Noticing the Differences in Cultures Between Austria and the United States

by Sierra Winters

I have been in Austria for less than 48 hours, but it seems that I have been here for much longer. I have noticed so many differences in culture, and it helps tremendously to have a resident’s perspective and guidance on the Austrian customs and current events.

For instance, Magda, my younger sister, spoke to me about the upcoming elections and how worrisome and controversial they are due to the immigration problems. Every day, ten thousand Syrians flood into Austria escaping the war. This number is huge, especially considering the population of Austria is only about eight million. The Austrians don’t know how to provide for them-the Syrians must not take their jobs, but how can Austria just kick them out?

Another cultural difference is the food, which is great here, and I am glad that they can provide vegetarian food for me. I had the most delicious marmalade crêpe at a Film Festival. The drinking age in Austria is sixteen, and many young people were drinking wine at the Festival.

My German friend, Anna, said that there would be lots of bread for meals…she was right! For breakfast on Monday morning, we had amazing bread (some of it had pretzel dough interlaced) with marmalade and butter, and for dinner we had bread again, this time with butter, cheese, and fresh vegetables from their garden. Good food must come with a price though, and in this case I am not speaking of a large belly. When Austrians eat their food, they use a fork and knife, and keep both utensils in their hands the entire time they eat. It is not easy to eat a sandwich or a crêpe while holding a knife in your right hand and a fork in your left!

My family showed me many sights in Vienna, like the Parliament building and the Schönbrunn Castle, a summer home for royalty. Schönbrunn has the largest garden I have ever seen, complete with a zoo and several fountains and many flower beds. We walked up to the iconic building overlooking the garden, where the prince used to have breakfast. It had a gorgeous view of the city.

Our flat was in the heart of Vienna, directly next to the Rathaus, or the local government building. We also went to a film festival, where there was lots of traditional food and a play showing on a large screen for everyone to watch. Transportation fees in Vienna are on the honor system-we may or may not have forgotten to buy me a ticket. Oops…

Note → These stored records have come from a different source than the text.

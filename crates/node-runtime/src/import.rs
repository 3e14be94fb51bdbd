//! # Block Importer
//!
//! Writes a block's chain data and lookup entries, and removes them again on
//! rollback.
//!
//! ## Write Order
//!
//! ```text
//! import:   body -> header number -> canonical hash -> lookup entries
//! rollback: lookup entries -> canonical hash -> header number -> body
//! ```
//!
//! A reader never sees a canonical hash whose body has not been written yet.
//! Every step can fail with [`Unrecoverable`]; nothing is retried and a
//! partial import is left in place for the operator.

use std::sync::Arc;

use shared_types::{BlockBody, BlockNumber, Hash};
use tracing::{debug, info};
use tx_lookup::{
    ChainReader, ChainStore, KeyValueStore, TransactionLookupApi, TxLookupService, Unrecoverable,
};

/// Lookup service type used by the importer.
pub type LookupService<S> = TxLookupService<S, ChainStore<S>>;

/// Feeds blocks into the chain store and the lookup index.
pub struct BlockImporter<S> {
    chain: Arc<ChainStore<S>>,
    lookup: Arc<LookupService<S>>,
}

impl<S> Clone for BlockImporter<S> {
    fn clone(&self) -> Self {
        Self {
            chain: Arc::clone(&self.chain),
            lookup: Arc::clone(&self.lookup),
        }
    }
}

impl<S: KeyValueStore> BlockImporter<S> {
    pub fn new(store: Arc<S>) -> Self {
        let chain = Arc::new(ChainStore::new(Arc::clone(&store)));
        let lookup = Arc::new(TxLookupService::new(store, Arc::clone(&chain)));
        Self { chain, lookup }
    }

    pub fn chain(&self) -> &ChainStore<S> {
        &self.chain
    }

    pub fn lookup(&self) -> &LookupService<S> {
        &self.lookup
    }

    /// Make `(number, hash)` canonical and index its transactions.
    pub fn import(
        &self,
        number: BlockNumber,
        hash: &Hash,
        body: &BlockBody,
    ) -> Result<(), Unrecoverable> {
        self.chain.write_block_body(number, hash, body)?;
        self.chain.write_header_number(hash, number)?;
        self.chain.write_canonical_hash(number, hash)?;
        self.lookup.index_block(number, body)?;

        info!(
            number,
            hash = %hex::encode(hash),
            txs = body.transactions.len(),
            "Imported block"
        );
        Ok(())
    }

    /// Undo [`Self::import`].
    ///
    /// Lookup entries are removed for every transaction of the stored body.
    /// The canonical mapping is only removed if it still points at `hash`.
    pub fn rollback(&self, number: BlockNumber, hash: &Hash) -> Result<(), Unrecoverable> {
        let hashes = self
            .chain
            .block_body(number, hash)
            .map(|body| body.transaction_hashes())
            .unwrap_or_default();
        self.lookup.unindex_hashes(&hashes)?;

        if self.chain.canonical_hash(number) == Some(*hash) {
            self.chain.delete_canonical_hash(number)?;
        } else {
            debug!(number, hash = %hex::encode(hash), "Rolled back block was not canonical");
        }
        self.chain.delete_header_number(hash)?;
        self.chain.delete_block_body(number, hash)?;

        info!(
            number,
            hash = %hex::encode(hash),
            txs = hashes.len(),
            "Rolled back block"
        );
        Ok(())
    }
}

After shopping in Vienna, we drove about 2 ½ hours to Schardenberg, where we live. It was mostly dark when we arrived, but I could still see the beautiful rolling hills. Running will be much more difficult here! When I entered the house, my mother, Margit, asked me to take off my shoes and she gave me a pair of slippers to wear instead. This is a common Austrian practice.

One of the first questions Magda asked me about America was can we “go out?” It turns out that in Austria, there are national curfews, similar to how minors cannot go to many malls at night on the weekends. Teenagers must be home by certain times according to their ages and where they are going.

The reality of partying is no subject that is purposefully ignored or strongly discouraged by the parents. Families are very honest about drinking (if they are of age). There is a much more honest environment here than where I live in America, and I think this makes for a much safer and more comfortable life.

The speed limit on the highways is between 100 and 130 km usually and on the backroads, it is 100 km. Thankfully, my family does not fit into the stereotype of reckless Austrian drivers.

Josef gave me three rules: no smoking, no drinking, and no kissing boys who don’t brush their teeth! The first day, we spoke mostly English, and now we are talking about 50/50. I can speak German well, but it is hard for me to understand it when other people speak it.